#### [To do]
Scan the records beneath this line for the line holding "normalized input units." and the line holding "let withheld = apply_bps(amount_in", then transcribe exactly those two and all lines between.

#### [Provided records]
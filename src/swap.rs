use anchor_lang::prelude::*;
use crate::{
    constants::BPS_DENOM,
    contexts::{GlobalConfig, GovernanceGate, Pool, StackInfo},
    curve::{apply_bps, get_amount_out, mul_div_floor, MintDecimals, Normalizer, Reserves},
    errors::AmmError,
    fees::{split_fee, FeeSplit},
};

#[derive(AnchorSerialize, AnchorDeserialize, Clone, Copy, Debug, PartialEq, Eq)]
pub enum SwapDirection {
    StackToQuote,
    QuoteToStack,
}

#[derive(Debug, Clone, Copy, PartialEq, Eq)]
pub struct SwapRequest {
    pub direction: SwapDirection,
    /// Effective native input, after any transfer fee.
    pub amount_in: u64,
    pub min_amount_out: u64,
}

/// Everything an engine call reads besides the pool itself.
pub struct SwapEnv<'a> {
    pub global: &'a GlobalConfig,
    pub stack_info: &'a StackInfo,
    pub pool_key: Pubkey,
    pub decimals: MintDecimals,
    /// Vault balances before the input lands.
    pub reserves: Reserves,
    pub now: i64,
}

/// Settlement for one swap. Native amounts are in the mint they leave from.
#[derive(Debug, Clone, Copy, PartialEq, Eq)]
pub struct SwapPlan {
    pub direction: SwapDirection,
    pub amount_in: u64,
    pub amount_out: u64,
    /// Fee split in normalized input units.
    pub fees: FeeSplit,
    /// Paid from the quote vault into the protocol fee vault.
    pub protocol_fee_quote: u64,
    /// Paid from the quote vault into the creator fee vault.
    pub creator_fee_quote: u64,
    pub quote_notional: u64,
}

/// Native input the curve is allowed to price.
///
/// `received` is what the input vault actually gained. An override rate is only
/// accepted when the input mint is known to tax transfers.
pub fn effective_input(
    amount_in: u64,
    received: u64,
    charges_transfer_fee: bool,
    override_bps: Option<u16>,
) -> Result<u64> {
    let mut effective = received.min(amount_in);
    if let Some(bps) = override_bps {
        require!(
            charges_transfer_fee && bps <= BPS_DENOM,
            AmmError::InvalidParameter
        );
        let withheld = apply_bps(amount_in as u128, bps)? as u64;
        effective = effective.min(amount_in - withheld);
    }
    require!(effective > 0, AmmError::ZeroAmount);
    Ok(effective)
}

/// Prices a swap without touching any state.
pub fn quote_swap(env: &SwapEnv, pool: &Pool, direction: SwapDirection, amount_in: u64) -> Result<SwapPlan> {
    let normalizer = Normalizer::new(env.decimals, pool.decimal_normalize_to)?;
    let reserves = normalizer.reserves(env.reserves)?;
    require!(!reserves.is_empty(), AmmError::NoLiquidity);
    if pool.k_value > 0 {
        // a product too large for u128 is certainly above the floor
        let deep_enough = reserves.product().map_or(true, |k| k >= pool.k_value);
        require!(deep_enough, AmmError::NoLiquidity);
    }

    let (input_n, reserve_in, reserve_out) = match direction {
        SwapDirection::StackToQuote => (normalizer.stack(amount_in)?, reserves.stack, reserves.quote),
        SwapDirection::QuoteToStack => (normalizer.quote(amount_in)?, reserves.quote, reserves.stack),
    };
    require!(input_n > 0, AmmError::ZeroAmount);

    let fees = split_fee(
        input_n,
        pool.effective_fee_bps(env.global),
        env.global.protocol_fee_bps,
        env.stack_info.creator_fee_bps,
    )?;
    let net_in = input_n
        .checked_sub(fees.total()?)
        .ok_or(AmmError::ArithmeticOverflow)?;
    let out_n = get_amount_out(net_in, reserve_in, reserve_out)?;

    match direction {
        SwapDirection::StackToQuote => {
            let amount_out = normalizer.quote_native(out_n)?;

            // the stack-side fee is sold into the post-trade curve, fee-free,
            // and paid to the fee vaults in quote
            let distributed = fees.distributed()?;
            let (protocol_n, creator_n) = if distributed > 0 {
                let stack_after = reserve_in
                    .checked_add(net_in)
                    .ok_or(AmmError::ArithmeticOverflow)?;
                let quote_after = reserve_out
                    .checked_sub(out_n)
                    .ok_or(AmmError::ArithmeticOverflow)?;
                let fee_quote = get_amount_out(distributed, stack_after, quote_after)?;
                let protocol_n = mul_div_floor(fee_quote, fees.protocol, distributed)?;
                (protocol_n, fee_quote - protocol_n)
            } else {
                (0, 0)
            };

            Ok(SwapPlan {
                direction,
                amount_in,
                amount_out,
                fees,
                protocol_fee_quote: normalizer.quote_native(protocol_n)?,
                creator_fee_quote: normalizer.quote_native(creator_n)?,
                quote_notional: amount_out,
            })
        }
        SwapDirection::QuoteToStack => Ok(SwapPlan {
            direction,
            amount_in,
            amount_out: normalizer.stack_native(out_n)?,
            fees,
            protocol_fee_quote: normalizer.quote_native(fees.protocol)?,
            creator_fee_quote: normalizer.quote_native(fees.creator)?,
            quote_notional: amount_in,
        }),
    }
}

/// Runs the full swap transition on `pool`: pause and liquidity checks, pricing,
/// governance gate, slippage, then the creator accrual. `pool` is only written
/// once every check has passed.
pub fn execute_swap(
    env: &SwapEnv,
    pool: &mut Pool,
    request: SwapRequest,
    gate: GovernanceGate,
) -> Result<SwapPlan> {
    pool.ensure_tradable(env.global)?;
    require!(request.amount_in > 0, AmmError::ZeroAmount);

    let plan = quote_swap(env, pool, request.direction, request.amount_in)?;

    let mut next = pool.clone();
    gate.enforce(
        env.global.governance_required(plan.quote_notional),
        &env.pool_key,
        &mut next,
        env.now,
    )?;

    if plan.amount_out < request.min_amount_out.max(1) {
        msg!(
            "Slippage: out {} < min {}",
            plan.amount_out,
            request.min_amount_out
        );
        return err!(AmmError::SlippageExceeded);
    }

    next.accrue_creator_fee(plan.creator_fee_quote)?;
    *pool = next;
    Ok(plan)
}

#### [Solved problem]
    /// Fee split in normalized input units.
    pub fees: FeeSplit,
    /// Paid from the quote vault into the protocol fee vault.
    pub protocol_fee_quote: u64,
    /// Paid from the quote vault into the creator fee vault.
    pub creator_fee_quote: u64,
    pub quote_notional: u64,
}

/// Native input the curve is allowed to price.
///
/// `received` is what the input vault actually gained. An override rate is only
/// accepted when the input mint is known to tax transfers.
pub fn effective_input(
    amount_in: u64,
    received: u64,
    charges_transfer_fee: bool,
    override_bps: Option<u16>,
) -> Result<u64> {
    let mut effective = received.min(amount_in);
    if let Some(bps) = override_bps {
        require!(
            charges_transfer_fee && bps <= BPS_DENOM,
            AmmError::InvalidParameter
        );
        let withheld = apply_bps(amount_in as u128, bps)? as u64;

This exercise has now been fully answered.